Therefore, the separate router advice from @SloppyMcFloppy was actually sound advice. Even the separate machine for testing, which will aid in preventing Anti-VM techniques from catching you out without you noticing. You can use a Virtual Environment which appears just like an average one to running malware but this comes with great modifications... If you have a kernel debugger remotely attached (which you may do if you have a custom driver for file-system mini-filter monitoring and alike) you must patch so NtQuerySystemInformation cannot detect the genuine results when queried with the SystemInformationClass for querying such details, you must hide up process/registry/file-system GUIDs, etc. It is a bit of work but it can be done. You can also use recovery software on a dedicated machine to replicate snapshots in a Virtual Machine to make things a lot easier. A dedicated machine for analysis of malware is a very good bonus, especially if you'll have more hardware resources than in a VM.

Moving back to VPN discussions, ensure that the VPN is on the Host environment, or hardware-based. This will prevent the malicious software from performing a kill-switch. VPN software doesn't tend to have "self-defence" mechanisms, and thus by ending the services (actually, targeting something like OpenVPN which is likely being used will do the job in itself) will be a valid kill-switch. You don't actually have to specifically exploit the VPN software, and an elevated attack will have access to such elevated Session 0 services used by the VPN provider, and will have the ability to unload any drivers used by VPN software. Free VPN software will do just fine as well though in a lot of cases. E.g. CyberGhost Free will work fine on the Host environment, and it won't automatically disconnect until the time period ends. As long as you keep track of the disconnection time period then you'll be fine.

The reason you don't want an attacker to gain your IP address is because:
a). Your IP address will be linked to a malicious operation. This can raise questions about why your IP address was found linked to a malicious server and actually cause an investigation into yourself as a tester of malicious software.
b). An attacker can deploy a botnet attack targeting your IP address for whatever reason, or a normal DDoS attack. A botnet attack targeting your and others IP addresses would typically be for a DDoS attack.
c). Other types of attacks using someone's IP address can include attacks such as Port scanning. If open ports are found, this can lead to further attacking. Such scans can lead to the finding of an exploitable vulnerability.

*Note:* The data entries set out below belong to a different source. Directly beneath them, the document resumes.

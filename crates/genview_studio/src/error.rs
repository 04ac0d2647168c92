//! Error types for the studio.

use genview_protocol::StreamError;
use thiserror::Error;

/// Result type for studio operations
pub type StudioResult<T> = Result<T, StudioError>;

/// Studio errors
#[derive(Error, Debug)]
pub enum StudioError {
    #[error("A generation is already in progress")]
    Busy,

    #[error("Prompt must not be empty")]
    EmptyPrompt,

    #[error("Fix instruction must not be empty")]
    EmptyInstruction,

    #[error("No generated code to fix yet")]
    NoArtifact,

    #[error("Generation endpoint returned {status}: {body}")]
    Status { status: u16, body: String },

    #[error("Generation request failed: {0}")]
    Http(#[from] reqwest::Error),

    #[error("Generation stream broke off: {0}")]
    Stream(#[from] StreamError),

    #[error("Generation produced no code")]
    EmptyCompletion,

    #[error("Sandbox inspection failed: {0}")]
    Inspect(String),

    #[error("Preview error: {0}")]
    Preview(String),

    #[error("Scheduler already started")]
    AlreadyStarted,

    #[error("IO error: {0}")]
    Io(#[from] std::io::Error),
}

impl StudioError {
    /// Whether the request was turned away before any generation started.
    pub fn is_rejection(&self) -> bool {
        matches!(
            self,
            StudioError::Busy
                | StudioError::EmptyPrompt
                | StudioError::EmptyInstruction
                | StudioError::NoArtifact
        )
    }

    /// Whether the error came from the generation transport.
    pub fn is_transport(&self) -> bool {
        matches!(
            self,
            StudioError::Status { .. } | StudioError::Http(_) | StudioError::Stream(_)
        )
    }
}
//! LLM provider configuration.

use std::fmt;
use std::str::FromStr;

use serde::{Deserialize, Serialize};

use crate::error::LlmError;

/// LLM provider type
#[derive(Debug, Clone, Copy, PartialEq, Eq, Serialize, Deserialize, Default)]
#[serde(rename_all = "lowercase")]
pub enum LlmProvider {
    #[default]
    OpenAI,
    Anthropic,
}

impl LlmProvider {
    pub fn default_model(&self) -> &'static str {
        match self {
            LlmProvider::OpenAI => "gpt-5-mini",
            LlmProvider::Anthropic => "claude-sonnet-4.5",
        }
    }

    pub fn default_base_url(&self) -> &'static str {
        match self {
            LlmProvider::OpenAI => "https://api.openai.com",
            LlmProvider::Anthropic => "https://api.anthropic.com",
        }
    }

    /// Environment variable holding the API key for this provider.
    pub fn key_var(&self) -> &'static str {
        match self {
            LlmProvider::OpenAI => "OPENAI_API_KEY",
            LlmProvider::Anthropic => "ANTHROPIC_API_KEY",
        }
    }
}

impl fmt::Display for LlmProvider {
    fn fmt(&self, f: &mut fmt::Formatter<'_>) -> fmt::Result {
        match self {
            LlmProvider::OpenAI => write!(f, "OpenAI"),
            LlmProvider::Anthropic => write!(f, "Anthropic"),
        }
    }
}

impl FromStr for LlmProvider {
    type Err = LlmError;

    fn from_str(s: &str) -> Result<Self, Self::Err> {
        match s.trim().to_lowercase().as_str() {
            "openai" => Ok(LlmProvider::OpenAI),
            "anthropic" => Ok(LlmProvider::Anthropic),
            other => Err(LlmError::UnknownProvider(other.to_string())),
        }
    }
}

/// Settings for the completion backend.
///
/// Loaded from the `[llm]` table of the config file; the API key is only
/// ever taken from the environment or set programmatically.
#[derive(Debug, Clone, Serialize, Deserialize)]
#[serde(default)]
pub struct LlmConfig {
    /// Explicit provider; `None` picks the first provider with a key set
    pub provider: Option<LlmProvider>,
    /// Model override (defaults per provider)
    pub model: Option<String>,
    /// API base URL override, mainly for proxies and tests
    pub base_url: Option<String>,
    /// Completion token limit
    pub max_tokens: u32,
    #[serde(skip)]
    pub api_key: Option<String>,
}

impl Default for LlmConfig {
    fn default() -> Self {
        Self {
            provider: None,
            model: None,
            base_url: None,
            max_tokens: 4096,
            api_key: None,
        }
    }
}

impl LlmConfig {
    pub fn provider(mut self, provider: LlmProvider) -> Self {
        self.provider = Some(provider);
        self
    }

    pub fn model(mut self, model: impl Into<String>) -> Self {
        self.model = Some(model.into());
        self
    }

    pub fn base_url(mut self, url: impl Into<String>) -> Self {
        self.base_url = Some(url.into());
        self
    }

    pub fn api_key(mut self, key: impl Into<String>) -> Self {
        self.api_key = Some(key.into());
        self
    }

    pub fn max_tokens(mut self, tokens: u32) -> Self {
        self.max_tokens = tokens;
        self
    }

    /// Apply `GENVIEW_LLM_PROVIDER` and `GENVIEW_LLM_MODEL` overrides.
    pub fn with_env_overrides(mut self) -> Result<Self, LlmError> {
        if let Ok(provider) = std::env::var("GENVIEW_LLM_PROVIDER") {
            if !provider.is_empty() {
                self.provider = Some(provider.parse()?);
            }
        }
        if let Ok(model) = std::env::var("GENVIEW_LLM_MODEL") {
            if !model.is_empty() {
                self.model = Some(model);
            }
        }
        Ok(self)
    }

    /// Resolve the provider and API key.
    ///
    /// Checks in order:
    /// 1. an explicit key with the configured (or default) provider
    /// 2. the configured provider's key variable
    /// 3. OPENAI_API_KEY, then ANTHROPIC_API_KEY when no provider is configured
    pub fn resolve_credentials(&self) -> Result<(LlmProvider, String), LlmError> {
        if let Some(key) = self.api_key.as_ref().filter(|k| !k.is_empty()) {
            return Ok((self.provider.unwrap_or_default(), key.clone()));
        }

        let candidates = match self.provider {
            Some(provider) => vec![provider],
            None => vec![LlmProvider::OpenAI, LlmProvider::Anthropic],
        };

        for provider in candidates {
            if let Ok(key) = std::env::var(provider.key_var()) {
                if !key.is_empty() {
                    return Ok((provider, key));
                }
            }
        }

        Err(LlmError::NotConfigured)
    }
}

For the record, DDoS is a Denial of Service type attack, and it evolves around using up the resources of the destination target's network (as well as the attackers for that matter) by sending useless packets constantly at a spammed rate. Eventually, once all the resources cannot take anymore, a crash happens. This will then leave the destination even more vulnerable if the security crashed due to the circumstances of lack of resources, or just completely take the target destination (network) down. DDoS attacks can lead to a lot of harm sometimes, and an unexpected crash on a network which is very important in a enterprise environment can lead to other things, like data corruption (data-loss) of sensitive, critical and very expensive content.

It is actually not uncommon for professional malware analysts to spoof the network, and trick a sample into believing it is connected to a network. This is a trick I especially like to do because it prevents me from actually assisting in a malicious operation while performing analysis accidentally, in the case of the malware carrying out a Botnet attack, or similar. After doing this, I can take my analysis notes and perform more investigation with network activity allowed (but monitoring and control over it), or on specific targets the sample attempted to query too while it believed the network was available when it really wasn't.

Routers actually tend to be a lot easier to exploit than some may think, and many vulnerabilities are found all the time. Of course, exploitation of the Router will be dependent on many factors. For example, an exploit for a specific manufacturer's Router, and a specific Model build, won't be valid across all Routers which can be used by someone. But the attack vector still exists, and the potential for attack for this should not be ignored. Anything can happen, you never know what is waiting for you around the corner... Better be safe than sorry.

I believe @tim one uses a dedicated router for testing of malicious software. I have a spare one which I've used before, but I don't always use it because it usually isn't necessary for me to do so. Separate system though? Well that is a massive benefit, I take advantage of it often and it is very nice. So if you can, do make use of such. At the end of the day, if you have more resources to have a better, and better-protected analysis environment, do make use of them.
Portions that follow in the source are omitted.